Demi serves only a tasting menu that concentrates on local ingredients and rare/special ingredients from around the world. They are open Wed. to Sun. by reservation only. They offer wines by the bottle or have 2 levels of wine pairings as well as an alcohol-free option. They charge a 21% hospitality charge on each check which is to provide a living wage for all team members. The 20 seat dining area is a large U-shaped walnut counter around a center prep area and a cooking area at the top of the ‘U’. Lights are lowered on diners but bright in the center. Art is on the walls and music is in the background. Chef/Owner Gavin Kaysen opened it in Feb. 2019. Pacing and portion control are both very good and all the staff were friendly and helpful. It is worth a visit but overall my impression was that the food had more design than flavor.
As we had a guest and the flavors of the upcoming meal were unknown we ordered 3 different wines to mix and match with the meal. That worked out well. They offer 3 types of pairings and this was a link to the wines offered that evening.
The meal started with cup of Chicken Chai consommé with pumpkin seed milk froth. Unfortunately I did not get a photo but it was aromatic and a good start for the meal. Lots of spices – cinnamon, anise, clove – worked with the chicken to provide a good depth of flavor.
The first 3 bites were served together. A steamed sweet potato was paired with lardo, nectarine, pineapple, pickled okra, and lemon balm. It was tart and a good combination but the texture was odd with a very solid bottom.
Osetra caviar was on top of a corn mochi cake with dashi creme fraiche in between and lovage on top. The cake was slightly gooey but the caviar was excellent, so who could dislike this one.
Chicken Skin held purple sweet potato, kohlrabi greens and pickled burdock. The skin made a thick crisp element to hold the other ingredients which had some bits of barbecue and lots of tart from the pickled elements. Overall it was a nice balance of textures and flavors.
Mackerel Escabeche was mixed with grilled cucumber and fermented plum dusted with bronze and then dashi coulis was poured after serving. Some fennel fronds decorated the plate as well as fennel oil. Mackerel has a fairly strong flavor but this was well moderated by the other elements. It was also fairly tender even with the skin on. It was actually good with the red wine.
Driftless trout was plated with cauliflower, habanada peppers, coriander, capers, with a lemongrass tumeric sauce. The trout was from Minnesota seared and then breaded with a rye bread coating. On the plate were carrots, very thin cauliflower slices and lemongrass threads with the sauce in between. The fish was cooked perfectly with an incredibly crisp coating and silky underside. The vegetables were all good. I liked this one.

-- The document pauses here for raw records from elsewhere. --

//! Configuration management for `quillpost.toml`.
//!
//! # Module Structure
//!
//! ```text
//! config/
//! ├── section/       # Configuration section definitions
//! │   ├── repo       # [repo]
//! │   ├── host       # [host]
//! │   ├── content    # [content]
//! │   └── commit     # [commit]
//! ├── types/         # Utility types
//! │   ├── error      # ConfigError, ConfigDiagnostics
//! │   └── field      # FieldPath
//! └── mod.rs         # PublishConfig (this file)
//! ```
//!
//! # Sections
//!
//! | Section     | Purpose                                              |
//! |-------------|------------------------------------------------------|
//! | `[repo]`    | Upstream repo, base branch, working copy, protocol   |
//! | `[host]`    | Forge API URL and user agent                         |
//! | `[content]` | Blog/author directories, front matter defaults       |
//! | `[commit]`  | Default commit identity and message templates        |

pub mod section;
pub mod types;
mod util;

use util::find_config_file;

pub use section::{CommitConfig, ContentConfig, HostConfig, RepoConfig};
pub use types::{ConfigDiagnostics, ConfigError, FieldPath};

use crate::{log, publish::SessionOptions, settings::SETTINGS_FILE};
use anyhow::{Context, Result, anyhow};
use serde::{Deserialize, Serialize};
use std::{
    fs,
    path::{Path, PathBuf},
};

/// Default config file name.
pub const CONFIG_FILE: &str = "quillpost.toml";

// ============================================================================
// root configuration
// ============================================================================

/// Root configuration structure representing quillpost.toml
#[derive(Debug, Clone, Default, Serialize, Deserialize)]
pub struct PublishConfig {
    /// Absolute path to the config file (internal use only)
    #[serde(skip)]
    pub config_path: PathBuf,

    /// Directory holding the config file (internal use only)
    #[serde(skip)]
    pub root: PathBuf,

    #[serde(default)]
    pub repo: RepoConfig,

    #[serde(default)]
    pub host: HostConfig,

    #[serde(default)]
    pub content: ContentConfig,

    #[serde(default)]
    pub commit: CommitConfig,
}

impl PublishConfig {
    /// Find `config_name` upward from cwd, parse, normalize and validate it.
    pub fn load(config_name: &Path) -> Result<Self> {
        let cwd = std::env::current_dir().context("Failed to get current working directory")?;
        let config_path = find_config_file(config_name, &cwd)
            .ok_or_else(|| ConfigError::NotFound(config_name.to_path_buf()))?;

        let mut config = Self::from_path(&config_path)?;
        config.finalize(&config_path);
        config.validate()?;
        Ok(config)
    }

    /// Load configuration from file path with unknown field detection.
    fn from_path(path: &Path) -> Result<Self> {
        let content =
            fs::read_to_string(path).map_err(|err| ConfigError::Io(path.to_path_buf(), err))?;

        let (config, ignored) = Self::parse_with_ignored(&content)
            .with_context(|| format!("in {}", path.display()))?;

        if !ignored.is_empty() {
            Self::print_unknown_fields_warning(&ignored, path);
        }

        Ok(config)
    }

    /// Parse TOML content, collecting any unknown fields.
    fn parse_with_ignored(content: &str) -> Result<(Self, Vec<String>)> {
        let mut ignored = Vec::new();
        let deserializer = toml::Deserializer::new(content);
        let config = serde_ignored::deserialize(deserializer, |path: serde_ignored::Path| {
            ignored.push(path.to_string());
        })
        .map_err(ConfigError::Toml)?;
        Ok((config, ignored))
    }

    /// Print warning about unknown fields.
    fn print_unknown_fields_warning(fields: &[String], path: &Path) {
        let display_path = path
            .file_name()
            .map(|n| n.to_string_lossy())
            .unwrap_or_else(|| path.to_string_lossy());
        log!("warning"; "unknown fields in {}, ignoring:", display_path);
        for field in fields {
            eprintln!("- {}", field);
        }
    }

    /// Anchor paths at the config file's directory.
    fn finalize(&mut self, config_path: &Path) {
        self.config_path = config_path.to_path_buf();
        self.root = config_path
            .parent()
            .map(Path::to_path_buf)
            .unwrap_or_default();
        self.repo.normalize(&self.root);
    }

    /// Validate every section, reporting all problems at once.
    pub fn validate(&self) -> Result<()> {
        let mut diag = ConfigDiagnostics::new();

        self.repo.validate(&mut diag);
        self.host.validate(&mut diag);
        self.content.validate(&mut diag);
        self.commit.validate(&mut diag);

        diag.print_warnings();
        diag.into_result()
            .map_err(|e| ConfigError::Diagnostics(e).into())
    }

    /// Caller settings file next to the config.
    pub fn settings_path(&self) -> PathBuf {
        self.root.join(SETTINGS_FILE)
    }

    pub fn session_options(&self) -> Result<SessionOptions> {
        let upstream = self
            .repo
            .upstream_slug()
            .ok_or_else(|| anyhow!("invalid upstream `{}`", self.repo.upstream))?;
        Ok(SessionOptions {
            local_path: self.repo.local_path.clone(),
            upstream,
            protocol: self.repo.protocol,
            clone_timeout: self.repo.clone_timeout(),
        })
    }
}

// ============================================================================
// Test Helpers (available to all modules via `use crate::config::test_*`)
// ============================================================================

/// Parse config with a valid `[repo]` upstream prepended.
/// Panics if there are unknown fields (to catch config typos in tests).
#[cfg(test)]
pub fn test_parse_config(extra: &str) -> PublishConfig {
    let config = if extra.contains("[repo]") {
        extra.to_string()
    } else {
        format!("[repo]\nupstream = \"org/site\"\n{extra}")
    };
    let (parsed, ignored) = PublishConfig::parse_with_ignored(&config).unwrap();
    assert!(
        ignored.is_empty(),
        "test config has unknown fields: {:?}",
        ignored
    );
    parsed
}

// ============================================================================
// tests
// ============================================================================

Au bon Canard Foie Gras Terrine was plated with matsutake mushroom, summer green beans, bell pepper, lemon gel and a pine sauce alongside a piece of crispy artisinal bread. The foie gras was from a Minnesota producer and was nicely rich and spreadable on the crispy bread. It was also well mixed with the various other elements.
Eggplant Parmesan Doppio was filled with roasted eggplant alongside fried eggplant, taleggio and all with tomato sauce. The stuffed pasta had a good texture and was aided by the grittiness of the side cheese. Some good olives added more flavors. It was good.
Squab was plated with rhubarb apple puree, maitake, wild rice panisse and Swiss chard. The roasted squab worked with the apple vinegar and hibiscus sauce. Wild rice was crisped and added texture. It was okay.
A Bar and Ranch Farms (Texas) beef hanger was served with sauce bordelaise, purple broccolini, fresno chile and chimichurri herbs. Some Oregon red wine was made into a puree with the vegetables. The sauces helped the chewy meat.
Pre-dessert was Strawberry chia sorbet plated with currant tomato, yuzu coulis, cucumber and mint. The faux strawberry was accented by the flavor of the compressed cucumber. Good.
Fig and Earl Grey tea cake was with fig sorbet, milk chocolate ganache, bergamot curd and marcona almonds and topped with an almond twill. This one had lots of textures and flavors that blended well for a good overall affect.
Mignardises were a salted tonka bean caramel, sorghum and cherry financier, passion fruit gel and chocolate shortbread cookie. Of course, the caramel was my favorite.
To end the meal on a bit of fun everyone received a small pan of warm rice crispy treats. Apparently this was one the chef’s favorites growing up. It was a good ending.
At the end of the meal everyone is presented with a copy of the menu and any remaining bill.